Mumbengegwi is expected to meet South Africa's Finance Minister Trevor Manuel and Reserve Bank of South Africa governor Tito Mboweni to discuss the financial rescue package.
The Pretoria talks come amid weekend Press reports that the World Bank and the International Monetary Fund were set to expel Zimbabwe on Wednesday this week over failure to repay debts, a development that could hasten the southern African nation's total collapse.
The Bretton Woods institutions withdrew aid to Zimbabwe several years ago and expelling the southern African country would be the last signal to other multilateral financial institutions and the donor community to cut whatever little aid is still trickling to Harare.
Embattled President Robert Mugabe last week begged South Africa to give Zimbabwe at least US$1 billion to buy badly needed fuel, food and maize seed or the country would grind to its knees.
South African President Thabo Mbeki, under pressure from the international community over Mugabe's demolition of homes in a controversial urban clean-up campaign, is said to have demanded a halt to the urban renewal drive as a pre-condition for financial aid.
Mbeki's deputy Phumzile Mlambo-Ngcuka is said to have also emphasised the need to stop the mass eviction of poor urban families when she met Mugabe and his second Vice-President Joyce Mujuru in Harare last week.

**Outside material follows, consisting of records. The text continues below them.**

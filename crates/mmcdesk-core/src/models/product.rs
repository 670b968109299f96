use std::fmt;

use serde::{Deserialize, Serialize};

use super::{non_empty, RiskLevel};

#[derive(Debug, Clone, Copy, PartialEq, Eq, Serialize, Deserialize)]
#[cfg_attr(feature = "ts", derive(ts_rs::TS), ts(export))]
pub enum ProductType {
    #[serde(rename = "理财")]
    Wealth,
    #[serde(rename = "基金")]
    Fund,
    #[serde(rename = "债券")]
    Bond,
    #[serde(rename = "保险")]
    Insurance,
}

impl ProductType {
    pub fn as_str(&self) -> &'static str {
        match self {
            ProductType::Wealth => "理财",
            ProductType::Fund => "基金",
            ProductType::Bond => "债券",
            ProductType::Insurance => "保险",
        }
    }
}

impl fmt::Display for ProductType {
    fn fmt(&self, f: &mut fmt::Formatter<'_>) -> fmt::Result {
        f.pad(self.as_str())
    }
}

/// Known product states. The backend may add more, so `Product::status`
/// stays a string; use [`ProductStatus::parse`] to interpret it.
#[derive(Debug, Clone, Copy, PartialEq, Eq)]
pub enum ProductStatus {
    Active,
    Inactive,
    Suspended,
}

impl ProductStatus {
    pub fn parse(value: &str) -> Option<Self> {
        match value {
            "active" => Some(ProductStatus::Active),
            "inactive" => Some(ProductStatus::Inactive),
            "suspended" => Some(ProductStatus::Suspended),
            _ => None,
        }
    }
}

#[derive(Debug, Clone, PartialEq, Serialize, Deserialize)]
#[cfg_attr(feature = "ts", derive(ts_rs::TS), ts(export))]
#[serde(rename_all = "camelCase")]
pub struct Product {
    pub product_id: String,
    pub product_name: String,
    pub product_type: ProductType,
    #[serde(default)]
    pub description: Option<String>,
    pub risk_level: RiskLevel,
    #[serde(default)]
    pub min_investment: f64,
    #[serde(default)]
    pub max_investment: f64,
    /// Annualised, in percent
    #[serde(default)]
    pub expected_return: f64,
    #[serde(default)]
    pub interest_payment_date: String,
    /// Term in days
    #[serde(default)]
    pub maturity_period: i64,
    #[serde(default)]
    pub status: String,
    #[serde(default)]
    pub sales_start_date: String,
    #[serde(default)]
    pub sales_end_date: String,
    #[serde(default)]
    pub created_at: String,
    #[serde(default)]
    pub updated_at: String,
    #[serde(default)]
    pub created_by: String,
}

impl Product {
    pub fn known_status(&self) -> Option<ProductStatus> {
        ProductStatus::parse(&self.status)
    }

    /// Whether `amount` is within the product's investment bounds.
    /// A zero maximum means no upper bound.
    pub fn accepts_amount(&self, amount: f64) -> bool {
        amount >= self.min_investment && (self.max_investment <= 0.0 || amount <= self.max_investment)
    }
}

#[derive(Debug, Clone, PartialEq, Serialize)]
#[cfg_attr(feature = "ts", derive(ts_rs::TS), ts(export))]
#[serde(rename_all = "camelCase")]
pub struct ProductInput {
    pub product_name: String,
    pub product_type: ProductType,
    #[serde(skip_serializing_if = "Option::is_none")]
    pub description: Option<String>,
    pub risk_level: RiskLevel,
    pub min_investment: f64,
    pub max_investment: f64,
    pub expected_return: f64,
    pub interest_payment_date: String,
    pub maturity_period: i64,
    #[serde(skip_serializing_if = "Option::is_none")]
    pub sales_start_date: Option<String>,
    #[serde(skip_serializing_if = "Option::is_none")]
    pub sales_end_date: Option<String>,
}

impl ProductInput {
    pub fn normalized(mut self) -> Self {
        self.description = non_empty(self.description);
        self.sales_start_date = non_empty(self.sales_start_date);
        self.sales_end_date = non_empty(self.sales_end_date);
        self
    }
}

/// Download link for a product export generated server-side.
#[derive(Debug, Clone, PartialEq, Serialize, Deserialize)]
#[cfg_attr(feature = "ts", derive(ts_rs::TS), ts(export))]
#[serde(rename_all = "camelCase")]
pub struct ExportLink {
    #[serde(default)]
    pub download_url: String,
    #[serde(default)]
    pub expire_at: String,
    #[serde(default)]
    pub file_name: String,
    #[serde(default)]
    pub object_key: String,
    #[serde(default)]
    pub bucket: String,
    #[serde(default)]
    pub size: u64,
}

impl ExportLink {
    /// File name to save as, falling back to `products.xlsx`.
    pub fn file_name_or_default(&self) -> &str {
        if self.file_name.is_empty() {
            "products.xlsx"
        } else {
            &self.file_name
        }
    }
}

#[cfg(test)]
mod tests {
    use super::*;

    #[test]
    fn test_parse_product_with_unknown_status() {
        let json = r#"{
            "productId": "p-9",
            "productName": "稳健增利 1 号",
            "productType": "理财",
            "riskLevel": "低",
            "minInvestment": 10000,
            "maxInvestment": 0,
            "expectedReturn": 3.2,
            "interestPaymentDate": "每月 20 日",
            "maturityPeriod": 180,
            "status": "presale",
            "salesStartDate": "2024-06-01",
            "salesEndDate": "2024-06-30",
            "createdAt": "2024-05-01T08:00:00Z",
            "updatedAt": "2024-05-01T08:00:00Z",
            "createdBy": "amy"
        }"#;
        let p: Product = serde_json::from_str(json).unwrap();
        assert_eq!(p.product_type, ProductType::Wealth);
        assert_eq!(p.known_status(), None);
        assert!(p.accepts_amount(50_000.0));
        assert!(!p.accepts_amount(5_000.0));
    }

    #[test]
    fn test_export_file_name_fallback() {
        let link: ExportLink =
            serde_json::from_str(r#"{"downloadUrl":"https://oss.local/x.xlsx"}"#).unwrap();
        assert_eq!(link.file_name_or_default(), "products.xlsx");
    }
}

The Harare authorities immediately announced at the weekend a temporary halt to the controversial clean up exercise which has drawn criticism from the United Nations, Western governments, Zimbabwean and international human rights groups.

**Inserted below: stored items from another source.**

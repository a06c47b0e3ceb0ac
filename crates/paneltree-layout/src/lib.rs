#![forbid(unsafe_code)]

//! Layout: the split tree and its geometry.
//!
//! # Role in paneltree
//! `paneltree-layout` owns the layout model. It defines the binary tree of
//! panels and splits, the pure structural edits a drop or resize performs,
//! drop-quadrant inference, and the solver that turns a tree plus an area
//! into rectangles.
//!
//! # How it fits in the system
//! Nothing here holds state across calls. The interaction layer in
//! `paneltree-web` keeps the current tree and asks this crate for a new one
//! on every committed edit.

pub mod ids;
pub mod outline;
pub mod quadrant;
pub mod solve;
pub mod tree;

pub use ids::SplitIdAllocator;
pub use outline::{outline, write_outline};
pub use quadrant::Quadrant;
pub use solve::{DividerGeometry, LayoutSolution, solve_layout, split_area};
pub use tree::{
    DEFAULT_SPLIT_RATIO, MAX_SPLIT_RATIO, MIN_SPLIT_RATIO, Node, NodeId, NodeModelError,
    Orientation, PanelNode, SplitNode, SplitRatio,
};

pub use paneltree_core::geometry::{Point, Rect};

Zimbabwe is grappling its worst economic crisis since it was founded by Mugabe from the ashes of the British colony of Rhodesia 25 years ago. Inflation is pegged at 164.3 percent, one of the highest such rates in the world. Unemployment is estimated at 70 percent while non-governmental organisations say about 80 percent of Zimbabweans live below the poverty datum line.
A burgeoning HIV/AIDS pandemic is killing at least 2 000 Zimbabweans every week while four million people out of the country's population of 12 million people face starvation unless donor groups provide 1.2 million tonnes of food aid.
Critics accuse Mugabe of running down what was one of Africa's most vibrant economies and blame his chaotic and violent seizure of productive land from whites for causing perennial food shortages in a country that only five years ago was one of the region's bread baskets.
Mugabe denies ruining Zimbabwe and instead accuses Western governments of sabotaging the country's economy in a bid to punish his government for taking land from whites and giving it to landless blacks. - ZimOnline.